The smooth lake-like ground sweeps on indefinitely, growing more and more dim in the glowing sunshine, while a mountain range from eight to ten thousand feet high bounds the view on either hand. No singing water, no green sod, no moist nook to rest in--mountain and valley alike naked and shadowless in the sun-glare; and though, perhaps, traveling a well-worn road to a gold or silver mine, and supplied with repeated instructions, you can scarce hope to find any human habitation from day to day, so vast and impressive is the hot, dusty, alkaline wildness.

But after riding some thirty or forty miles, and while the sun may be sinking behind the mountains, you come suddenly upon signs of cultivation. Clumps of willows indicate water, and water indicates a farm. Approaching more nearly, you discover what may be a patch of barley spread out unevenly along the bottom of a flood bed, broken perhaps, and rendered less distinct by boulder piles and the fringing willows of a stream. Speedily you can confidently say that the grain patch is surely such; its ragged bounds become clear; a sand-roofed cabin comes to view littered with sun-cracked implements and with an outer girdle of potato, cabbage, and alfalfa patches.

The immense expanse of mountain-girt valleys, on the edges of which these hidden ranches lie, make even the largest fields seem comic in size. The smallest, however, are by no means insignificant in a pecuniary view. On the east side of the Toyabe Range I discovered a jolly Irishman who informed me that his income from fifty acres, reinforced by a sheep range on the adjacent hills, was from seven to nine thousand dollars per annum. His irrigating brook is about four feet wide and eight inches deep, flowing about two miles per hour.

On Duckwater Creek, Nye County, Mr. Irwin has reclaimed a tule swamp several hundred acres in extent, which is now chiefly devoted to alfalfa. On twenty-five acres he claims to have raised this year thirty-seven tons of barley. Indeed, I have not yet noticed a meager crop of any kind in the State. Fruit alone is conspicuously absent.

On the California side of the Sierra grain will not ripen at much greater elevation than four thousand feet above sea level. The valleys of Nevada lie at a height of from four to six thousand feet, and both wheat and barley ripen, wherever water may be had, up to seven thousand feet. The harvest, of course, is later as the elevation increases. In the valleys of the Carson and Walker Rivers, four thousand feet above the sea, the grain harvest is about a month later than in California. In Reese River Valley, six thousand feet, it begins near the end of August. Winter grain ripens somewhat earlier, while occasionally one meets a patch of barley in some cool, high-lying canyon that will not mature before the middle of September.

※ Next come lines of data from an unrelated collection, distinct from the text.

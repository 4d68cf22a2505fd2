use thiserror::Error;

/// Error produced when parsing user-entered time text
#[derive(Debug, Error, PartialEq, Eq)]
pub enum TimeInputError {
    #[error("time must be in MM:SS format")]
    Malformed,
    #[error("seconds must be less than 60")]
    SecondsOutOfRange,
    #[error("time is too large")]
    TooLarge,
}

/// Format seconds as "MM:SS" (e.g. 1500 -> "25:00")
pub fn format_mm_ss(total_secs: u32) -> String {
    let mins = total_secs / 60;
    let secs = total_secs % 60;
    format!("{:02}:{:02}", mins, secs)
}

/// Parse "MM:SS" time text into seconds.
///
/// Rejects anything that is not two colon-separated numbers, a seconds part
/// of 60 or more, and totals that do not fit the timer's second counter.
/// Rejection never mutates any state; callers simply keep the previous value.
pub fn parse_mm_ss(text: &str) -> Result<u32, TimeInputError> {
    let (mins_part, secs_part) = text
        .trim()
        .split_once(':')
        .ok_or(TimeInputError::Malformed)?;

    let mins: u64 = mins_part.parse().map_err(|_| TimeInputError::Malformed)?;
    let secs: u64 = secs_part.parse().map_err(|_| TimeInputError::Malformed)?;

    if secs >= 60 {
        return Err(TimeInputError::SecondsOutOfRange);
    }

    let total = mins
        .checked_mul(60)
        .and_then(|m| m.checked_add(secs))
        .ok_or(TimeInputError::TooLarge)?;
    u32::try_from(total).map_err(|_| TimeInputError::TooLarge)
}

/// Format a duration in seconds as "Xh Ym" or "Ym" (for the stats pane)
pub fn format_hours_minutes(total_secs: u64) -> String {
    let hours = total_secs / 3600;
    let minutes = (total_secs % 3600) / 60;

    if hours > 0 {
        format!("{}h {}m", hours, minutes)
    } else {
        format!("{}m", minutes)
    }
}

#[cfg(test)]
mod tests {
    use super::*;
    use pretty_assertions::assert_eq;

    #[test]
    fn test_format_mm_ss() {
        assert_eq!(format_mm_ss(0), "00:00");
        assert_eq!(format_mm_ss(59), "00:59");
        assert_eq!(format_mm_ss(300), "05:00");
        assert_eq!(format_mm_ss(1500), "25:00");
        assert_eq!(format_mm_ss(61 * 60 + 5), "61:05");
    }

    #[test]
    fn test_parse_mm_ss() {
        assert_eq!(parse_mm_ss("25:00"), Ok(1500));
        assert_eq!(parse_mm_ss("05:30"), Ok(330));
        assert_eq!(parse_mm_ss("0:59"), Ok(59));
        assert_eq!(parse_mm_ss(" 10:00 "), Ok(600));
    }

    #[test]
    fn test_parse_rejects_malformed() {
        assert_eq!(parse_mm_ss(""), Err(TimeInputError::Malformed));
        assert_eq!(parse_mm_ss("25"), Err(TimeInputError::Malformed));
        assert_eq!(parse_mm_ss("ab:cd"), Err(TimeInputError::Malformed));
        assert_eq!(parse_mm_ss("25:"), Err(TimeInputError::Malformed));
        assert_eq!(parse_mm_ss(":30"), Err(TimeInputError::Malformed));
        assert_eq!(parse_mm_ss("-5:00"), Err(TimeInputError::Malformed));
    }

    #[test]
    fn test_parse_rejects_seconds_over_59() {
        assert_eq!(parse_mm_ss("25:60"), Err(TimeInputError::SecondsOutOfRange));
        assert_eq!(parse_mm_ss("0:99"), Err(TimeInputError::SecondsOutOfRange));
    }

    #[test]
    fn test_parse_rejects_totals_beyond_the_counter() {
        // A huge minutes value must be rejected, not wrap or panic
        assert_eq!(parse_mm_ss("100000000:00"), Err(TimeInputError::TooLarge));
        assert_eq!(
            parse_mm_ss("18446744073709551615:00"),
            Err(TimeInputError::TooLarge)
        );
        // Largest total that still fits
        assert_eq!(parse_mm_ss("71582788:15"), Ok(u32::MAX));
    }

    #[test]
    fn test_format_hours_minutes() {
        assert_eq!(format_hours_minutes(0), "0m");
        assert_eq!(format_hours_minutes(90), "1m");
        assert_eq!(format_hours_minutes(3600), "1h 0m");
        assert_eq!(format_hours_minutes(5400), "1h 30m");
        assert_eq!(format_hours_minutes(2 * 3600 + 5 * 60), "2h 5m");
    }
}
/// Startle EMG scoring (fast responses).
#[derive(Clone, Debug, Deserialize, Serialize)]
pub struct EmgConfig {
    /// Sampling rate of the preprocessed EMG signal, Hz.
    pub fs: f64,
    /// Samples averaged before the probe.
    pub baseline_samples: usize,
    /// Response window start, samples after the probe.
    pub latency_start: usize,
    /// Response window end (exclusive), samples after the probe.
    pub latency_end: usize,
    pub fix_code: u8,
    pub cs_plus_code: u8,
    pub cs_minus_code: u8,
    pub phases: Vec<PhaseConfig>,
}

impl Default for EmgConfig {
    fn default() -> Self {
        Self {
            fs: 2000.0,
            baseline_samples: 100,
            latency_start: 40,
            latency_end: 240,
            fix_code: 4,
            cs_plus_code: 5,
            cs_minus_code: 6,
            phases: vec![
                PhaseConfig::new("obs", 13, 14, 1, true),
                PhaseConfig::new("direct", 15, 16, 1, true),
            ],
        }
    }
}

/// Manual exclusion after visual inspection.
#[derive(Clone, Debug, PartialEq, Eq, Deserialize, Serialize)]
pub struct Exclusion {
    pub code: String,
    pub modality: Modality,
    pub reason: String,
}

/// Cohort-level exclusion and label correction.
#[derive(Clone, Debug, Deserialize, Serialize)]
pub struct CohortConfig {
    /// EMG: minimum number of trials above `emg_reaction_threshold`.
    pub emg_min_reactions: usize,
    pub emg_reaction_threshold: f64,
    /// EDA: minimum number of valid direct-phase responses.
    pub eda_min_direct: usize,
    /// Stimulus label prefix of the direct phase.
    pub direct_prefix: String,
    pub exclude: Vec<Exclusion>,
    /// Subjects whose direct CS+ / CS- labels were swapped at presentation.
    pub swap_direct_labels: Vec<String>,
}

impl Default for CohortConfig {
    fn default() -> Self {
        Self {
            emg_min_reactions: 6,
            emg_reaction_threshold: 0.01,
            eda_min_direct: 5,
            direct_prefix: "direct".into(),
            exclude: Vec::new(),
            swap_direct_labels: Vec::new(),
        }
    }
}
// Digital marker decoding for emocon: raw channel ingestion and coincidence decoding.

pub mod channels;
pub mod decoder;
pub mod error;

pub use channels::DigitalChannels;
pub use decoder::DigitalEventDecoder;
pub use error::DecodeError;
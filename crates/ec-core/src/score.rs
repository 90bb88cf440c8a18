use std::fmt;

use serde::{Deserialize, Serialize};

/// Recorded physiological channel.
#[derive(Clone, Copy, Debug, PartialEq, Eq, Hash, Deserialize, Serialize)]
#[serde(rename_all = "lowercase")]
pub enum Modality {
    /// Skin conductance (slow responses).
    Eda,
    /// Startle blink EMG (fast responses).
    Emg,
}

impl Modality {
    /// Directory / file stem used for this modality.
    #[must_use]
    pub fn as_str(self) -> &'static str {
        match self {
            Self::Eda => "eda",
            Self::Emg => "emg",
        }
    }
}

impl fmt::Display for Modality {
    fn fmt(&self, f: &mut fmt::Formatter<'_>) -> fmt::Result {
        f.write_str(self.as_str())
    }
}

/// Amplitude d'une réponse : valeur mesurée ou rejetée.
///
/// # Example
/// ```
/// use ec_core::score::Amplitude;
/// assert_eq!(Amplitude::Valid(0.3).value(), Some(0.3));
/// assert_eq!(Amplitude::Invalid.value(), None);
/// ```
#[derive(Clone, Copy, Debug, Default, PartialEq, Deserialize, Serialize)]
pub enum Amplitude {
    /// Scorable response.
    Valid(f64),
    /// Below threshold, or not scorable.
    #[default]
    Invalid,
}

impl Amplitude {
    #[must_use]
    pub fn value(self) -> Option<f64> {
        match self {
            Self::Valid(v) => Some(v),
            Self::Invalid => None,
        }
    }

    #[must_use]
    pub fn is_valid(self) -> bool {
        matches!(self, Self::Valid(_))
    }

    /// Transform a valid value, keep `Invalid` as is.
    #[must_use]
    pub fn map(self, f: impl FnOnce(f64) -> f64) -> Self {
        match self {
            Self::Valid(v) => Self::Valid(f(v)),
            Self::Invalid => Self::Invalid,
        }
    }
}

/// Output of one scoring call.
#[derive(Clone, Copy, Debug, Default, PartialEq, Deserialize, Serialize)]
pub struct Score {
    pub amplitude: Amplitude,
    /// Seconds from trial start. `None` when the policy has no peak.
    pub peak_time: Option<f64>,
}

impl Score {
    /// Rejected response: invalid amplitude, no peak time.
    #[must_use]
    pub fn invalid() -> Self {
        Self::default()
    }

    #[must_use]
    pub fn valid(amplitude: f64, peak_time: Option<f64>) -> Self {
        Self {
            amplitude: Amplitude::Valid(amplitude),
            peak_time,
        }
    }
}

/// One row of a score table.
#[derive(Clone, Debug, PartialEq, Deserialize, Serialize)]
pub struct ScoreRecord {
    /// Subject identifier.
    pub code: String,
    /// Stimulus label, e.g. `"obs CS+"`.
    pub stimulus: String,
    /// Trial index within the stimulus type.
    pub trial: usize,
    pub amplitude: Amplitude,
    pub peak_time: Option<f64>,
}

impl ScoreRecord {
    #[must_use]
    pub fn new(code: &str, stimulus: String, trial: usize, score: Score) -> Self {
        Self {
            code: code.to_owned(),
            stimulus,
            trial,
            amplitude: score.amplitude,
            peak_time: score.peak_time,
        }
    }
}
//! Small numeric helpers shared by the scoring and cohort stages.

/// Arithmetic mean. `None` for an empty slice.
#[must_use]
pub fn mean(values: &[f64]) -> Option<f64> {
    if values.is_empty() {
        None
    } else {
        Some(values.iter().sum::<f64>() / values.len() as f64)
    }
}

/// Population standard deviation (ddof = 0).
#[must_use]
pub fn std_dev(values: &[f64]) -> Option<f64> {
    let m = mean(values)?;
    let var = values.iter().map(|v| (v - m) * (v - m)).sum::<f64>() / values.len() as f64;
    Some(var.sqrt())
}

/// Maximum and the index of its first occurrence.
///
/// # Example
/// ```
/// use ec_core::stats::argmax;
/// assert_eq!(argmax(&[1.0, 3.0, 3.0, 2.0]), Some((1, 3.0)));
/// ```
#[must_use]
pub fn argmax(values: &[f64]) -> Option<(usize, f64)> {
    let mut best: Option<(usize, f64)> = None;
    for (i, &v) in values.iter().enumerate() {
        match best {
            Some((_, b)) if v <= b => {}
            _ => best = Some((i, v)),
        }
    }
    best
}

/// Split into `n` contiguous blocks of near-equal length.
///
/// The first `len % n` blocks are one element longer. Blocks may be empty
/// when `n > len`.
#[must_use]
pub fn split_blocks(values: &[f64], n: usize) -> Vec<&[f64]> {
    if n == 0 {
        return Vec::new();
    }
    let base = values.len() / n;
    let extra = values.len() % n;
    let mut out = Vec::with_capacity(n);
    let mut start = 0;
    for i in 0..n {
        let len = base + usize::from(i < extra);
        out.push(&values[start..start + len]);
        start += len;
    }
    out
}

#[cfg(test)]
mod tests {
    use super::*;
    use approx::assert_abs_diff_eq;

    #[test]
    fn mean_and_std() {
        let v = [2.0, 4.0, 4.0, 4.0, 5.0, 5.0, 7.0, 9.0];
        assert_abs_diff_eq!(mean(&v).unwrap_or_default(), 5.0);
        assert_abs_diff_eq!(std_dev(&v).unwrap_or_default(), 2.0);
        assert!(mean(&[]).is_none());
    }

    #[test]
    fn argmax_keeps_first_occurrence() {
        assert_eq!(argmax(&[]), None);
        assert_eq!(argmax(&[-1.0, -0.5, -0.5]), Some((1, -0.5)));
    }

    #[test]
    fn split_blocks_matches_uneven_lengths() {
        let v: Vec<f64> = (0..10).map(f64::from).collect();
        let blocks = split_blocks(&v, 3);
        let lens: Vec<usize> = blocks.iter().map(|b| b.len()).collect();
        assert_eq!(lens, vec![4, 3, 3]);
        assert_abs_diff_eq!(blocks[2][0], 7.0);
        assert!(split_blocks(&v, 0).is_empty());
    }
}
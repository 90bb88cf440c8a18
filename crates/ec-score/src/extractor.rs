use ec_core::config::EdaConfig;
use ec_core::events::EventStream;

use crate::trial::Trial;

/// Découpe un signal continu en essais alignés sur les onsets.
///
/// Onsets are the sorted union of the samples carrying any of
/// `onset_codes`. Each trial spans `window` samples from its onset and
/// keeps `baseline` samples of history.
///
/// # Example
/// ```
/// use ec_core::events::{Event, EventStream};
/// use ec_score::TrialExtractor;
///
/// let events = EventStream::from(vec![Event::new(0, 13), Event::new(60, 2), Event::new(20, 1)]);
/// let signal = vec![0.0; 100];
/// let extractor = TrialExtractor::new(30, 10, 25.0, vec![1, 2]);
/// let trials = extractor.extract(&signal, None, &events);
/// assert_eq!(trials.len(), 2);
/// assert_eq!(trials[0].events()[0].code, 1);
/// ```
#[derive(Clone, Debug)]
pub struct TrialExtractor {
    window: usize,
    baseline: usize,
    fs: f64,
    onset_codes: Vec<u8>,
}

impl TrialExtractor {
    #[must_use]
    pub fn new(window: usize, baseline: usize, fs: f64, onset_codes: Vec<u8>) -> Self {
        Self {
            window,
            baseline,
            fs,
            onset_codes,
        }
    }

    /// CS-aligned trials for skin conductance.
    #[must_use]
    pub fn for_eda(config: &EdaConfig) -> Self {
        Self::new(
            config.trial_samples(),
            config.baseline_samples(),
            config.fs,
            vec![config.cs_plus_code, config.cs_minus_code],
        )
    }

    /// Sorted onset samples.
    #[must_use]
    pub fn onsets(&self, events: &EventStream) -> Vec<usize> {
        let mut onsets: Vec<usize> = self
            .onset_codes
            .iter()
            .flat_map(|&c| events.samples_for_code(c))
            .collect();
        onsets.sort_unstable();
        onsets
    }

    /// One trial per onset, in onset order.
    #[must_use]
    pub fn extract(&self, signal: &[f64], smna: Option<&[f64]>, events: &EventStream) -> Vec<Trial> {
        self.onsets(events)
            .into_iter()
            .map(|onset| {
                let window_events =
                    events.events_between_samples(onset, onset.saturating_add(self.window));
                Trial::new(
                    onset,
                    &window_events,
                    self.window,
                    self.baseline,
                    self.fs,
                    signal,
                    smna,
                )
            })
            .collect()
    }
}

#[cfg(test)]
mod tests {
    use super::*;
    use ec_core::events::Event;

    fn phase_events() -> EventStream {
        EventStream::from(vec![
            Event::new(0, 13),
            Event::new(100, 2),
            Event::new(150, 8),
            Event::new(300, 1),
            Event::new(320, 5),
            Event::new(500, 1),
        ])
    }

    #[test]
    fn onsets_are_sorted_union() {
        let ex = TrialExtractor::new(150, 50, 25.0, vec![1, 2]);
        assert_eq!(ex.onsets(&phase_events()), vec![100, 300, 500]);
    }

    #[test]
    fn trials_carry_their_window_events() {
        let signal: Vec<f64> = (0..700).map(f64::from).collect();
        let ex = TrialExtractor::new(150, 50, 25.0, vec![1, 2]);
        let trials = ex.extract(&signal, None, &phase_events());
        assert_eq!(trials.len(), 3);

        let codes: Vec<u8> = trials[0].events().iter().map(|e| e.code).collect();
        assert_eq!(codes, vec![2, 8]);
        assert_eq!(trials[0].events()[1].sample, 50);
        assert_eq!(trials[0].signal()[0], 100.0);
        assert_eq!(trials[0].baseline()[0], 99.0);
        assert_eq!(trials[0].baseline().len(), 50);

        assert!(trials[1].contains_code(5));
        assert_eq!(trials[2].signal().len(), 150);
    }

    #[test]
    fn eda_extractor_uses_config_windows() {
        let config = EdaConfig::default();
        let ex = TrialExtractor::for_eda(&config);
        assert_eq!(ex.window, 475);
        assert_eq!(ex.baseline, 50);
        assert_eq!(ex.onset_codes, vec![1, 2]);
    }
}
// Trial extraction and response scoring for emocon.

pub mod eda;
pub mod emg;
pub mod error;
pub mod extractor;
pub mod phase;
pub mod scl;
pub mod scorer;
pub mod trial;

pub use error::ScoreError;
pub use extractor::TrialExtractor;
pub use phase::{Phase, extract_phase};
pub use scorer::{FastResponse, PeakToPeak, ResponseScorer, SlowResponse, SmnaSum};
pub use trial::Trial;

Unlike California, Nevada will probably be always richer in gold and silver than in grain. Utah farmers hope to change the climate of the east side of the basin by prayer, and point to the recent rise in the waters of the Great Salt Lake as a beginning of moister times. But Nevada's only hope, in the way of any considerable increase in agriculture, is from artesian wells. The experiment has been tried on a small scale with encouraging success. But what is now wanted seems to be the boring of a few specimen wells of a large size out in the main valleys. The encouragement that successful experiments of this kind would give to emigration seeking farms forms an object well worthy the attention of the Government. But all that California farmers in the grand central valley require is the preservation of the forests and the wise distribution of the glorious abundance of water from the snow stored on the west flank of the Sierra.

Whether any considerable area of these sage plains well ever thus be made to blossom in grass and wheat, experience will show. But in the mean time Nevada is beautiful in her wildness, and if tillers of the soil can thus be brought to see that possibly Nature may have other uses even for RICH soils besides the feeding of human beings, then will these foodless "deserts" have taught a fine lesson.